AIM OF THE TASK:
Total the lines of the entries below that hold the string "impl", then write only that total.

RECORD EXTRACTS:
----

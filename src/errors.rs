use thiserror::Error;

#[derive(Debug, Error)]
pub enum StashError {
    #[error("Storage error: {0}")]
    Storage(#[from] rusqlite::Error),

    #[error("Integrity violation: {0}")]
    Integrity(String),

    #[error("Conflict: {0}")]
    Conflict(String),

    #[error("Not found: {0}")]
    NotFound(String),

    #[error("Invalid input: {0}")]
    InvalidInput(String),

    #[error("JSON error: {0}")]
    Json(#[from] serde_json::Error),

    #[error("I/O error: {0}")]
    Io(#[from] std::io::Error),

    #[error("Export error: {0}")]
    Export(String),

    #[error("Excel error: {0}")]
    Xlsx(#[from] rust_xlsxwriter::XlsxError),

    #[error("Config error: {0}")]
    Config(String),
}

pub type Result<T> = std::result::Result<T, StashError>;
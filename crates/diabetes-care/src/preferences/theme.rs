use serde::{Deserialize, Serialize};
use std::fmt;
use std::sync::atomic::{AtomicBool, Ordering};

/// Light or dark presentation of the whole page.
#[derive(Debug, Clone, Copy, PartialEq, Eq, Hash, Default, Serialize, Deserialize)]
#[serde(rename_all = "lowercase")]
pub enum DisplayMode {
    #[default]
    Light,
    Dark,
}

impl DisplayMode {
    pub fn as_str(self) -> &'static str {
        match self {
            Self::Light => "light",
            Self::Dark => "dark",
        }
    }

    #[must_use]
    pub fn toggled(self) -> Self {
        match self {
            Self::Light => Self::Dark,
            Self::Dark => Self::Light,
        }
    }

    pub fn is_dark(self) -> bool {
        matches!(self, Self::Dark)
    }

    /// Reads a persisted value. Anything other than `"dark"` means light.
    pub fn from_persisted(value: &str) -> Self {
        if value == "dark" {
            Self::Dark
        } else {
            Self::Light
        }
    }

    /// Strict parse used for configuration input.
    pub fn parse(value: &str) -> Option<Self> {
        match value.trim().to_ascii_lowercase().as_str() {
            "dark" => Some(Self::Dark),
            "light" => Some(Self::Light),
            _ => None,
        }
    }
}

impl fmt::Display for DisplayMode {
    fn fmt(&self, f: &mut fmt::Formatter<'_>) -> fmt::Result {
        f.write_str(self.as_str())
    }
}

// Process-wide display-mode attribute read by the styling layer.
static DOCUMENT_DARK: AtomicBool = AtomicBool::new(false);

/// Current value of the process-wide display-mode attribute.
pub fn document_theme() -> DisplayMode {
    if DOCUMENT_DARK.load(Ordering::Acquire) {
        DisplayMode::Dark
    } else {
        DisplayMode::Light
    }
}

pub(crate) fn apply_document_theme(mode: DisplayMode) {
    DOCUMENT_DARK.store(mode.is_dark(), Ordering::Release);
}

/// Serializes tests that observe the process-wide attribute.
#[cfg(test)]
pub(crate) fn document_theme_guard() -> std::sync::MutexGuard<'static, ()> {
    use std::sync::{Mutex, OnceLock, PoisonError};

    static GUARD: OnceLock<Mutex<()>> = OnceLock::new();
    GUARD
        .get_or_init(|| Mutex::new(()))
        .lock()
        .unwrap_or_else(PoisonError::into_inner)
}
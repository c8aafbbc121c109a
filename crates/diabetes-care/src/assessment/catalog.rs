use serde::{Deserialize, Serialize};
use std::io::Read;
use std::path::Path;

const EMBEDDED_CATALOG: &str = include_str!("../../data/home_remedies.csv");

/// One informational entry shown alongside a positive verdict.
#[derive(Debug, Clone, PartialEq, Eq, Serialize, Deserialize)]
pub struct AdvisoryEntry {
    pub title: String,
    pub description: String,
    #[serde(default)]
    pub icon: String,
}

/// Immutable, ordered list of advisory entries loaded once at startup.
#[derive(Debug, Clone, PartialEq, Eq, Default)]
pub struct AdvisoryCatalog {
    entries: Vec<AdvisoryEntry>,
}

#[derive(Debug)]
pub enum CatalogError {
    Io(std::io::Error),
    Csv(csv::Error),
    BlankTitle { row: usize },
}

impl std::fmt::Display for CatalogError {
    fn fmt(&self, f: &mut std::fmt::Formatter<'_>) -> std::fmt::Result {
        match self {
            CatalogError::Io(err) => write!(f, "failed to read advisory catalog: {}", err),
            CatalogError::Csv(err) => write!(f, "invalid advisory catalog CSV: {}", err),
            CatalogError::BlankTitle { row } => {
                write!(f, "advisory catalog row {} has no title", row)
            }
        }
    }
}

impl std::error::Error for CatalogError {
    fn source(&self) -> Option<&(dyn std::error::Error + 'static)> {
        match self {
            CatalogError::Io(err) => Some(err),
            CatalogError::Csv(err) => Some(err),
            CatalogError::BlankTitle { .. } => None,
        }
    }
}

impl From<std::io::Error> for CatalogError {
    fn from(err: std::io::Error) -> Self {
        Self::Io(err)
    }
}

impl From<csv::Error> for CatalogError {
    fn from(err: csv::Error) -> Self {
        Self::Csv(err)
    }
}

impl AdvisoryCatalog {
    /// The home-remedy list bundled with the crate.
    pub fn embedded() -> Result<Self, CatalogError> {
        Self::from_reader(EMBEDDED_CATALOG.as_bytes())
    }

    /// Loads `path` when given, otherwise the embedded list.
    pub fn load(path: Option<&Path>) -> Result<Self, CatalogError> {
        match path {
            Some(path) => Self::from_path(path),
            None => Self::embedded(),
        }
    }

    pub fn from_path<P: AsRef<Path>>(path: P) -> Result<Self, CatalogError> {
        let file = std::fs::File::open(path)?;
        Self::from_reader(file)
    }

    pub fn from_reader<R: Read>(reader: R) -> Result<Self, CatalogError> {
        let mut csv_reader = csv::ReaderBuilder::new()
            .trim(csv::Trim::All)
            .from_reader(reader);
        let mut entries = Vec::new();

        for (index, record) in csv_reader.deserialize::<AdvisoryEntry>().enumerate() {
            let entry = record?;
            if entry.title.is_empty() {
                // header is line 1
                return Err(CatalogError::BlankTitle { row: index + 2 });
            }
            entries.push(entry);
        }

        Ok(Self { entries })
    }

    pub fn entries(&self) -> &[AdvisoryEntry] {
        &self.entries
    }

    pub fn len(&self) -> usize {
        self.entries.len()
    }

    pub fn is_empty(&self) -> bool {
        self.entries.is_empty()
    }
}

----

WRITTEN RESPONSE:
7